Uma das saídas é que os membros do grupo reconheçam e aproveitem a diversidade de suas experiências e capacidades. Alguns, por exemplo, deles podem se concentrar mais em facilitar workshops; outros, explorar suas redes de contato na empresa para identificar projetos potenciais. As equipes devem incluir funções pertinentes, como marketing, vendas, gestão de produtos e pesquisa e desenvolvimento.

**3. Estabelecer regras claras para o jogo**

A equipe de design thinking precisa de muita autonomia para funcionar bem. Ela deve ter poder para agir sem pedir permissão para dar cada pequeno passo. Uma boa maneira de fazer isso é definir regras mínimas para o grupo, como escrever uma lista das cinco coisas que não podem ser feitas – por exemplo, pôr em risco a percepção de marca ou realizar atividades ilegais. Tudo o mais, por definição, poderá ser feito. 

**4. Integrar o design thinking ao desenvolvimento de produtos**

O design thinking é muitas vezes tratado nas empresas como mais uma responsabilidade imposta pela matriz, mais um item a ser eliminado da lista de tarefas. Para que essa percepção mude, as equipes responsáveis pela metodologia devem olhar mais de perto os processos já existentes de desenvolvimento de produtos. Pode ser providencial integrar as soluções específicas, como retorno do cliente na fase da definição do problema, retorno em larga escala na fase de soluções de mercado e protótipos e modelos ao longo do processo. 

Ligar o design thinking à estratégia de inovação deve tornar mais fácil a mensuração da influência desse método sobre a qualidade e a adequação de novos produtos e serviços ao mercado. Com isso, mais stakeholders verão o design thinking como parte do desenvolvimento de produtos, e não um processo paralelo. 

**5. Redefinir as métricas** 

Uma vez que o design thinking se refere às fases iniciais do processo de inovação, as equipes não devem focar os lucros, mas o aprendizado.
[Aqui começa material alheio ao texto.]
//! End-to-end account flows against a mocked backend.

use assert_cmd::Command;
use assert_cmd::cargo::cargo_bin_cmd;
use predicates::prelude::*;
use tempfile::TempDir;
use wiremock::matchers::{body_partial_json, method, path, query_param};
use wiremock::{Mock, MockServer, ResponseTemplate};

fn can_bind_localhost() -> bool {
    std::net::TcpListener::bind("127.0.0.1:0").is_ok()
}

/// `hexa` pointed at the mock server with an isolated home.
fn hexa(home: &TempDir, server: &MockServer) -> Command {
    let mut cmd = cargo_bin_cmd!("hexa");
    cmd.env("HEXA_HOME", home.path())
        .env("HEXA_BACKEND_URL", server.uri())
        .env("HEXA_ANON_KEY", "anon-test-key")
        .env_remove("HEXA_LOG")
        .env_remove("HEXA_PASSWORD")
        .arg("--no-log-file");
    cmd
}

fn token_body(user_id: &str, email: &str) -> serde_json::Value {
    serde_json::json!({
        "access_token": format!("access-{user_id}-0123456789"),
        "refresh_token": "refresh-0123456789",
        "expires_in": 3600,
        "user": { "id": user_id, "email": email }
    })
}

async fn mount_sign_in(server: &MockServer) {
    Mock::given(method("POST"))
        .and(path("/auth/v1/token"))
        .and(query_param("grant_type", "password"))
        .and(body_partial_json(serde_json::json!({ "email": "ana@example.com" })))
        .respond_with(
            ResponseTemplate::new(200).set_body_json(token_body("u1", "ana@example.com")),
        )
        .mount(server)
        .await;
}

fn sign_in(home: &TempDir, server: &MockServer) {
    hexa(home, server)
        .args(["login", "--email", "ana@example.com", "--password", "pw123456"])
        .assert()
        .success()
        .stdout(predicate::str::contains("Signed in as ana@example.com"));
}

#[tokio::test]
async fn test_status_without_session_shows_auth_flow() {
    if !can_bind_localhost() {
        eprintln!("Skipping: cannot bind localhost TCP port in this environment.");
        return;
    }
    let home = TempDir::new().unwrap();
    let server = MockServer::start().await;

    hexa(&home, &server)
        .arg("status")
        .assert()
        .success()
        .stdout(predicate::str::contains("state: unauthenticated"))
        .stdout(predicate::str::contains("screen: auth"));
}

#[tokio::test]
async fn test_login_persists_session_across_runs() {
    if !can_bind_localhost() {
        eprintln!("Skipping: cannot bind localhost TCP port in this environment.");
        return;
    }
    let home = TempDir::new().unwrap();
    let server = MockServer::start().await;
    mount_sign_in(&server).await;

    sign_in(&home, &server);
    assert!(home.path().join("session.json").exists());

    hexa(&home, &server)
        .arg("status")
        .assert()
        .success()
        .stdout(predicate::str::contains("state: authenticated"))
        .stdout(predicate::str::contains("screen: main"))
        .stdout(predicate::str::contains("user: u1"));
}

#[tokio::test]
async fn test_rejected_login_reports_backend_message() {
    if !can_bind_localhost() {
        eprintln!("Skipping: cannot bind localhost TCP port in this environment.");
        return;
    }
    let home = TempDir::new().unwrap();
    let server = MockServer::start().await;
    Mock::given(method("POST"))
        .and(path("/auth/v1/token"))
        .respond_with(ResponseTemplate::new(400).set_body_json(serde_json::json!({
            "error": "invalid_grant",
            "error_description": "Invalid login credentials"
        })))
        .mount(&server)
        .await;

    hexa(&home, &server)
        .args(["login", "--email", "ana@example.com", "--password", "wrong"])
        .assert()
        .failure()
        .stderr(predicate::str::contains("Invalid login credentials"));
    assert!(!home.path().join("session.json").exists());
}

#[tokio::test]
async fn test_register_pending_confirmation_asks_to_check_inbox() {
    if !can_bind_localhost() {
        eprintln!("Skipping: cannot bind localhost TCP port in this environment.");
        return;
    }
    let home = TempDir::new().unwrap();
    let server = MockServer::start().await;
    Mock::given(method("POST"))
        .and(path("/auth/v1/signup"))
        .respond_with(ResponseTemplate::new(200).set_body_json(serde_json::json!({
            "id": "u2",
            "email": "new@example.com"
        })))
        .mount(&server)
        .await;

    hexa(&home, &server)
        .args(["register", "--email", "new@example.com", "--password", "pw123456"])
        .assert()
        .success()
        .stdout(predicate::str::contains("check your inbox"));
    assert!(!home.path().join("session.json").exists());
}

#[tokio::test]
async fn test_logout_returns_to_auth_flow() {
    if !can_bind_localhost() {
        eprintln!("Skipping: cannot bind localhost TCP port in this environment.");
        return;
    }
    let home = TempDir::new().unwrap();
    let server = MockServer::start().await;
    mount_sign_in(&server).await;
    Mock::given(method("POST"))
        .and(path("/auth/v1/logout"))
        .respond_with(ResponseTemplate::new(204))
        .expect(1)
        .mount(&server)
        .await;

    sign_in(&home, &server);

    hexa(&home, &server)
        .arg("logout")
        .assert()
        .success()
        .stdout(predicate::str::contains("Signed out"));

    hexa(&home, &server)
        .arg("status")
        .assert()
        .success()
        .stdout(predicate::str::contains("state: unauthenticated"));
}

#[tokio::test]
async fn test_password_mismatch_is_rejected_locally() {
    if !can_bind_localhost() {
        eprintln!("Skipping: cannot bind localhost TCP port in this environment.");
        return;
    }
    let home = TempDir::new().unwrap();
    let server = MockServer::start().await;
    mount_sign_in(&server).await;
    Mock::given(method("PUT"))
        .and(path("/auth/v1/user"))
        .respond_with(ResponseTemplate::new(200))
        .expect(0)
        .mount(&server)
        .await;

    sign_in(&home, &server);

    hexa(&home, &server)
        .args(["password", "--new", "secret1", "--confirm", "secret2"])
        .assert()
        .failure()
        .stderr(predicate::str::contains("Passwords do not match"));
}

#[tokio::test]
async fn test_profile_update_upserts_row() {
    if !can_bind_localhost() {
        eprintln!("Skipping: cannot bind localhost TCP port in this environment.");
        return;
    }
    let home = TempDir::new().unwrap();
    let server = MockServer::start().await;
    mount_sign_in(&server).await;
    Mock::given(method("GET"))
        .and(path("/auth/v1/user"))
        .respond_with(ResponseTemplate::new(200).set_body_json(serde_json::json!({
            "id": "u1",
            "email": "ana@example.com"
        })))
        .mount(&server)
        .await;
    Mock::given(method("GET"))
        .and(path("/rest/v1/profiles"))
        .respond_with(ResponseTemplate::new(200).set_body_json(serde_json::json!([{
            "username": "ana",
            "full_name": null,
            "avatar_url": null
        }])))
        .mount(&server)
        .await;
    Mock::given(method("POST"))
        .and(path("/rest/v1/profiles"))
        .and(body_partial_json(serde_json::json!({
            "id": "u1",
            "username": "ana",
            "full_name": "Ana Lima"
        })))
        .respond_with(ResponseTemplate::new(201))
        .expect(1)
        .mount(&server)
        .await;

    sign_in(&home, &server);

    hexa(&home, &server)
        .args(["profile", "update", "--full-name", "Ana Lima"])
        .assert()
        .success()
        .stdout(predicate::str::contains("Profile updated successfully"));
}

#[tokio::test]
async fn test_profile_requires_sign_in() {
    if !can_bind_localhost() {
        eprintln!("Skipping: cannot bind localhost TCP port in this environment.");
        return;
    }
    let home = TempDir::new().unwrap();
    let server = MockServer::start().await;

    hexa(&home, &server)
        .args(["profile", "show"])
        .assert()
        .failure()
        .stderr(predicate::str::contains("Not signed in"));
}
Ao definir claramente os resultados de aprendizado por meio de perguntas (por exemplo, “Por que os pacientes não assinam o termo de consentimento?”), será possível definir hipóteses precisas (“Porque o formulário é muito extenso” ou “Porque a linguagem é ininteligível”). Mesmo que o projeto fracasse, o aprendizado conquistado levará a melhores questionamentos na próxima iniciativa. 

**APOIANDO O DESIGN THINKING**

Muitas empresas investiram ingenuamente em treinar funcionários em metodologia de design thinking e se decepcionaram quando não perceberam um resultado tangível na forma de inovações. 

Inovar é um processo inerentemente social que abrange não apenas inventar algo, mas também convencer as pessoas a fazer algo de maneira diferente. Por isso, um programa de design thinking tem de estar conectado à dinâmica social da organização para ser bem-sucedido. Sem os mecanismos de apoio corretos, os resultados desejados provavelmente não serão alcançados mesmo.